**EXERCISE GOAL**
Every entry must be duplicated word for word.

**Stored dataset items**
------

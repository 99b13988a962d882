use std::path::{Path, PathBuf};

use tracing::{debug, info};

use crate::errors::ConfigError;
use crate::types::EnvscopeConfig;
use crate::validation::validate_config;

/// Variable that names an alternative config file.
pub const CONFIG_ENV_VAR: &str = "ENVSCOPE_CONFIG";

/// Where a config file is expected, and whether its absence is an error.
///
/// Explicitly named files (CLI flag or `ENVSCOPE_CONFIG`) are required; the
/// default location is optional and falls back to built-in defaults.
#[derive(Debug, Clone, PartialEq, Eq)]
pub struct ConfigLocation {
    pub path: PathBuf,
    pub required: bool,
}

/// A parsed config together with the file it came from.
#[derive(Debug, Clone, Default)]
pub struct LoadedConfig {
    pub config: EnvscopeConfig,
    pub path: Option<PathBuf>,
}

/// `<home>/.envscope/config.toml`
pub fn default_config_path(home: Option<&Path>) -> Option<PathBuf> {
    home.map(|h| h.join(".envscope").join("config.toml"))
}

/// Pick the config location: CLI flag, then the env override, then the default.
pub fn resolve_config_path(
    explicit: Option<&Path>,
    env_value: Option<&str>,
    home: Option<&Path>,
) -> Option<ConfigLocation> {
    if let Some(path) = explicit {
        return Some(ConfigLocation {
            path: path.to_path_buf(),
            required: true,
        });
    }

    if let Some(value) = env_value
        && !value.trim().is_empty()
    {
        return Some(ConfigLocation {
            path: PathBuf::from(value),
            required: true,
        });
    }

    default_config_path(home).map(|path| ConfigLocation {
        path,
        required: false,
    })
}

/// Parse and validate config text.
pub fn parse_config(content: &str) -> Result<EnvscopeConfig, ConfigError> {
    let config: EnvscopeConfig =
        toml::from_str(content).map_err(|e| ConfigError::ConfigParseError {
            message: e.to_string(),
        })?;
    validate_config(&config)?;
    Ok(config)
}

/// Load the config at `location`, or built-in defaults when there is none.
pub fn load_config(location: Option<&ConfigLocation>) -> Result<LoadedConfig, ConfigError> {
    let Some(location) = location else {
        debug!(event = "config.load_skipped", reason = "no config location");
        return Ok(LoadedConfig::default());
    };

    if !location.path.exists() {
        if location.required {
            return Err(ConfigError::ConfigNotFound {
                path: location.path.display().to_string(),
            });
        }
        debug!(
            event = "config.load_defaults",
            path = %location.path.display()
        );
        return Ok(LoadedConfig::default());
    }

    let content = std::fs::read_to_string(&location.path)?;
    let config = parse_config(&content)?;

    info!(
        event = "config.load_completed",
        path = %location.path.display(),
        targets = config.targets.len()
    );

    Ok(LoadedConfig {
        config,
        path: Some(location.path.clone()),
    })
}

------

**RESULT FOR THIS TASK**
repository 99b13988a962d882
use std::path::{Path, PathBuf};

use tracing::{debug, info};

use crate::errors::ConfigError;
use crate::types::EnvscopeConfig;
use crate::validation::validate_config;

/// Variable that names an alternative config file.
pub const CONFIG_ENV_VAR: &str = "ENVSCOPE_CONFIG";

/// Where a config file is expected, and whether its absence is an error.
///
/// Explicitly named files (CLI flag or `ENVSCOPE_CONFIG`) are required; the
/// default location is optional and falls back to built-in defaults.
#[derive(Debug, Clone, PartialEq, Eq)]
pub struct ConfigLocation {
    pub path: PathBuf,
    pub required: bool,
}

/// A parsed config together with the file it came from.
#[derive(Debug, Clone, Default)]
pub struct LoadedConfig {
    pub config: EnvscopeConfig,
    pub path: Option<PathBuf>,
}

/// `<home>/.envscope/config.toml`
pub fn default_config_path(home: Option<&Path>) -> Option<PathBuf> {
    home.map(|h| h.join(".envscope").join("config.toml"))
}

/// Pick the config location: CLI flag, then the env override, then the default.
pub fn resolve_config_path(
    explicit: Option<&Path>,
    env_value: Option<&str>,
    home: Option<&Path>,
) -> Option<ConfigLocation> {
    if let Some(path) = explicit {
        return Some(ConfigLocation {
            path: path.to_path_buf(),
            required: true,
        });
    }

    if let Some(value) = env_value
        && !value.trim().is_empty()
    {
        return Some(ConfigLocation {
            path: PathBuf::from(value),
            required: true,
        });
    }

    default_config_path(home).map(|path| ConfigLocation {
        path,
        required: false,
    })
}

/// Parse and validate config text.
pub fn parse_config(content: &str) -> Result<EnvscopeConfig, ConfigError> {
    let config: EnvscopeConfig =
        toml::from_str(content).map_err(|e| ConfigError::ConfigParseError {
            message: e.to_string(),
        })?;
    validate_config(&config)?;
    Ok(config)
}

/// Load the config at `location`, or built-in defaults when there is none.
pub fn load_config(location: Option<&ConfigLocation>) -> Result<LoadedConfig, ConfigError> {
    let Some(location) = location else {
        debug!(event = "config.load_skipped", reason = "no config location");
        return Ok(LoadedConfig::default());
    };

    if !location.path.exists() {
        if location.required {
            return Err(ConfigError::ConfigNotFound {
                path: location.path.display().to_string(),
            });
        }
        debug!(
            event = "config.load_defaults",
            path = %location.path.display()
        );
        return Ok(LoadedConfig::default());
    }

    let content = std::fs::read_to_string(&location.path)?;
    let config = parse_config(&content)?;

    info!(
        event = "config.load_completed",
        path = %location.path.display(),
        targets = config.targets.len()
    );

    Ok(LoadedConfig {
        config,
        path: Some(location.path.clone()),
    })
}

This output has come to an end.